GFAP and NfL levels are elevated at baseline and increase in the CSF during ICANS. (A) Baseline biomarker measurements. Each point represents the data from 1 patient, all 3 cohorts are combined. Bars show the median. CSF samples were obtained prelymphodepletion and serum samples are from day 1 before CAR T-cell infusion. The dotted lines show the upper bound of published reference levels (1386 pg/mL for cGFAP, 380 pg/mL for cNfL, 25 pg/mL for sNfL). Groups were compared by Mann-Whitney test. (B) Pairwise comparisons of biomarker levels show rises of cGFAP and cNfL, but not sNfL during ICANS. Note that cGFAP decreased in patients without ICANS. Each linked set of data points is from 1 patient. The “pre” time point for cGFAP and cNfL represents the prelymphodepletion sample, the “acute” time points represent the sample obtained on days 5 to 15 post CAR T-cell infusion. For sNfL, “pre” represents samples obtained on day 1 and “post” represents samples obtained from days 7 to 10. Data were analyzed by Wilcoxon matching-pairs signed-rank test.

Figure 2.

Correlation between cGFAP, cNfL, and sNfL levels in individual patients. The color of each box indicates the strength of association between the measurements in individual patients (Spearman’s r).
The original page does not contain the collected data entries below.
//! Idempotent schema setup.
//!
//! | Table | Contents |
//! |-------|----------|
//! | `documents` | One row per indexed document, including its content hash |
//! | `chunks` | Chunk text and position, cascading from `documents` |
//! | `chunks_fts` | FTS5 lexical index over chunk text |
//! | `chunk_vectors` | Embeddings as little-endian f32 BLOBs |
//! | `retrieval_log` | Append-only audit of retrieval calls |

use anyhow::Result;
use sqlx::SqlitePool;

pub async fn run_migrations(pool: &SqlitePool) -> Result<()> {
    sqlx::query(
        r#"
        CREATE TABLE IF NOT EXISTS documents (
            id TEXT PRIMARY KEY,
            source_kind TEXT NOT NULL,
            origin_ref TEXT NOT NULL,
            content_hash TEXT NOT NULL,
            updated_at INTEGER NOT NULL,
            indexed_at INTEGER NOT NULL,
            chunk_count INTEGER NOT NULL,
            provenance TEXT
        )
        "#,
    )
    .execute(pool)
    .await?;

    sqlx::query(
        r#"
        CREATE TABLE IF NOT EXISTS chunks (
            id TEXT PRIMARY KEY,
            document_id TEXT NOT NULL,
            chunk_index INTEGER NOT NULL,
            token_count INTEGER NOT NULL,
            overlap_tokens INTEGER NOT NULL,
            text TEXT NOT NULL,
            hash TEXT NOT NULL,
            created_at INTEGER NOT NULL,
            UNIQUE(document_id, chunk_index),
            FOREIGN KEY (document_id) REFERENCES documents(id) ON DELETE CASCADE
        )
        "#,
    )
    .execute(pool)
    .await?;

    // FTS5 CREATE is not idempotent natively, so we check first
    let fts_exists: bool = sqlx::query_scalar(
        "SELECT COUNT(*) > 0 FROM sqlite_master WHERE type='table' AND name='chunks_fts'",
    )
    .fetch_one(pool)
    .await?;

    if !fts_exists {
        sqlx::query(
            r#"
            CREATE VIRTUAL TABLE chunks_fts USING fts5(
                chunk_id UNINDEXED,
                document_id UNINDEXED,
                text
            )
            "#,
        )
        .execute(pool)
        .await?;
    }

    sqlx::query(
        r#"
        CREATE TABLE IF NOT EXISTS chunk_vectors (
            chunk_id TEXT PRIMARY KEY,
            document_id TEXT NOT NULL,
            dims INTEGER NOT NULL,
            embedding BLOB NOT NULL
        )
        "#,
    )
    .execute(pool)
    .await?;

    sqlx::query(
        r#"
        CREATE TABLE IF NOT EXISTS retrieval_log (
            id INTEGER PRIMARY KEY AUTOINCREMENT,
            query TEXT NOT NULL,
            timestamp INTEGER NOT NULL,
            results_json TEXT NOT NULL,
            result_count INTEGER NOT NULL,
            avg_score REAL,
            min_score REAL,
            max_score REAL,
            sufficient INTEGER NOT NULL,
            vector_available INTEGER NOT NULL,
            lexical_weight REAL NOT NULL,
            vector_weight REAL NOT NULL
        )
        "#,
    )
    .execute(pool)
    .await?;

    sqlx::query("CREATE INDEX IF NOT EXISTS idx_chunks_document_id ON chunks(document_id)")
        .execute(pool)
        .await?;
    sqlx::query(
        "CREATE INDEX IF NOT EXISTS idx_chunk_vectors_document_id ON chunk_vectors(document_id)",
    )
    .execute(pool)
    .await?;
    sqlx::query(
        "CREATE INDEX IF NOT EXISTS idx_documents_indexed_at ON documents(indexed_at DESC)",
    )
    .execute(pool)
    .await?;

    Ok(())
}
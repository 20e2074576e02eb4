//! Shared query parsing.
//!
//! Every query passes through [`parse_query`] before it reaches an index.
//! Terms are lowercased runs of alphanumeric characters; anything else
//! (colons, parentheses, stars, quotes, minus signs) is a separator. The
//! lexical backends therefore never see index-engine syntax, and a query
//! like `The: (AI) *test*` searches for `the`, `ai`, and `test`.
//!
//! Parsing also extracts keywords (terms minus stopwords, at most
//! [`MAX_KEYWORDS`]) and expands known abbreviations. Lexical search runs
//! on [`ParsedQuery::search_terms`]: keywords plus expansions, or every
//! term when the query is made of stopwords only.

use serde::Serialize;

/// Cap on extracted keywords per query.
pub const MAX_KEYWORDS: usize = 10;

const STOPWORDS: &[&str] = &[
    "the", "a", "an", "and", "or", "but", "in", "on", "at", "to", "for", "of", "with", "by",
    "from", "as", "is", "was", "are", "were", "be", "been", "being", "have", "has", "had", "do",
    "does", "did", "will", "would", "should", "could", "may", "might", "must", "can", "this",
    "that", "these", "those", "i", "you", "he", "she", "it", "we", "they",
];

/// Abbreviation -> terms appended when it appears as a whole term.
const EXPANSIONS: &[(&str, &[&str])] = &[
    ("ai", &["artificial", "intelligence", "machine", "learning"]),
    ("ml", &["machine", "learning"]),
    ("tech", &["technology"]),
];

/// A query after normalization.
#[derive(Debug, Clone, PartialEq, Serialize)]
pub struct ParsedQuery {
    /// Text as received.
    pub raw: String,
    /// Trimmed, with internal whitespace collapsed to single spaces.
    pub normalized: String,
    /// Distinct lowercase terms in first-seen order.
    pub terms: Vec<String>,
    /// Terms that are neither stopwords nor single characters.
    pub keywords: Vec<String>,
    /// Terms added by abbreviation expansion, not already in `keywords`.
    pub expansions: Vec<String>,
}

impl ParsedQuery {
    pub fn is_empty(&self) -> bool {
        self.terms.is_empty()
    }

    /// Terms handed to the lexical index.
    pub fn search_terms(&self) -> Vec<&str> {
        if self.keywords.is_empty() {
            return self.terms.iter().map(String::as_str).collect();
        }
        self.keywords
            .iter()
            .chain(self.expansions.iter())
            .map(String::as_str)
            .collect()
    }

    /// FTS5 `MATCH` expression: every search term double-quoted, joined
    /// with `OR`.
    ///
    /// Terms are alphanumeric only, so quoting makes reserved words such as
    /// `AND`, `NOT` or `NEAR` plain string literals.
    pub fn fts_expression(&self) -> String {
        self.search_terms()
            .iter()
            .map(|t| format!("\"{}\"", t))
            .collect::<Vec<_>>()
            .join(" OR ")
    }
}

pub fn parse_query(raw: &str) -> ParsedQuery {
    let normalized = raw.split_whitespace().collect::<Vec<_>>().join(" ");

    let mut terms: Vec<String> = Vec::new();
    for term in tokenize_terms(raw) {
        if !terms.contains(&term) {
            terms.push(term);
        }
    }

    let keywords: Vec<String> = terms
        .iter()
        .filter(|t| t.chars().count() > 1 && !STOPWORDS.contains(&t.as_str()))
        .take(MAX_KEYWORDS)
        .cloned()
        .collect();

    let mut expansions: Vec<String> = Vec::new();
    for (abbrev, expanded) in EXPANSIONS {
        if !keywords.iter().any(|k| k == abbrev) {
            continue;
        }
        for term in *expanded {
            let term = term.to_string();
            if !keywords.contains(&term) && !expansions.contains(&term) {
                expansions.push(term);
            }
        }
    }

    ParsedQuery {
        raw: raw.to_string(),
        normalized,
        terms,
        keywords,
        expansions,
    }
}

/// Lowercased alphanumeric runs of `text`, duplicates included.
///
/// Also used to build the in-memory lexical index, so documents and
/// queries agree on what a term is.
pub fn tokenize_terms(text: &str) -> Vec<String> {
    text.split(|c: char| !c.is_alphanumeric())
        .filter(|t| !t.is_empty())
        .map(|t| t.to_lowercase())
        .collect()
}

#[cfg(test)]
mod tests {
    use super::*;

    #[test]
    fn test_reserved_syntax_stripped() {
        let q = parse_query("The: (tech) *test*");
        assert_eq!(q.terms, vec!["the", "tech", "test"]);
        assert_eq!(
            q.fts_expression(),
            "\"tech\" OR \"test\" OR \"technology\""
        );
    }

    #[test]
    fn test_boolean_operators_become_terms() {
        let q = parse_query("cats AND NOT dogs OR NEAR(birds)");
        assert_eq!(q.terms, vec!["cats", "and", "not", "dogs", "or", "near", "birds"]);
    }

    #[test]
    fn test_column_filter_and_quotes() {
        let q = parse_query("text:\"hello\" -world ^prefix*");
        assert_eq!(q.terms, vec!["text", "hello", "world", "prefix"]);
    }

    #[test]
    fn test_dedup_keeps_first_seen_order() {
        let q = parse_query("Memory memories MEMORY memories");
        assert_eq!(q.terms, vec!["memory", "memories"]);
    }

    #[test]
    fn test_normalized_collapses_whitespace() {
        let q = parse_query("  hello \n\t world  ");
        assert_eq!(q.normalized, "hello world");
        assert_eq!(q.raw, "  hello \n\t world  ");
    }

    #[test]
    fn test_punctuation_only_is_empty() {
        let q = parse_query("*** () :: \"\"");
        assert!(q.is_empty());
        assert_eq!(q.fts_expression(), "");
    }

    #[test]
    fn test_unicode_terms() {
        let q = parse_query("Größe café");
        assert_eq!(q.terms, vec!["größe", "café"]);
    }

    #[test]
    fn test_keywords_drop_stopwords() {
        let q = parse_query("What are the memories in Presence?");
        assert_eq!(q.keywords, vec!["what", "memories", "presence"]);
        assert!(q.expansions.is_empty());
        assert_eq!(q.search_terms(), vec!["what", "memories", "presence"]);
    }

    #[test]
    fn test_keywords_capped() {
        let q = parse_query("k1 k2 k3 k4 k5 k6 k7 k8 k9 k10 k11 k12");
        assert_eq!(q.terms.len(), 12);
        assert_eq!(q.keywords.len(), MAX_KEYWORDS);
        assert_eq!(q.keywords.last().map(String::as_str), Some("k10"));
    }

    #[test]
    fn test_stopword_only_query_searches_all_terms() {
        let q = parse_query("AND OR the");
        assert!(q.keywords.is_empty());
        assert_eq!(q.search_terms(), vec!["and", "or", "the"]);
        assert_eq!(q.fts_expression(), "\"and\" OR \"or\" OR \"the\"");
    }

    #[test]
    fn test_abbreviations_expand() {
        let q = parse_query("AI and ML for tech");
        assert_eq!(q.keywords, vec!["ai", "ml", "tech"]);
        assert_eq!(
            q.expansions,
            vec!["artificial", "intelligence", "machine", "learning", "technology"]
        );
        assert_eq!(q.search_terms().len(), 8);
    }

    #[test]
    fn test_expansion_matches_whole_terms_only() {
        let q = parse_query("she said the maid retired");
        assert!(q.expansions.is_empty());
        let q = parse_query("machine learning with ml");
        assert!(q.expansions.is_empty());
    }
}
The number in each box shows the P value for the Spearman rank-sum correlation. The “pre” time point for cGFAP and cNfL represents the prelymphodepletion sample, the “acute” time points represent the sample obtained on days 5 to 15 post CAR T-cell infusion. For sNfL, “pre” represents samples obtained on day 1 and “post” represents samples obtained from days 7 to 10.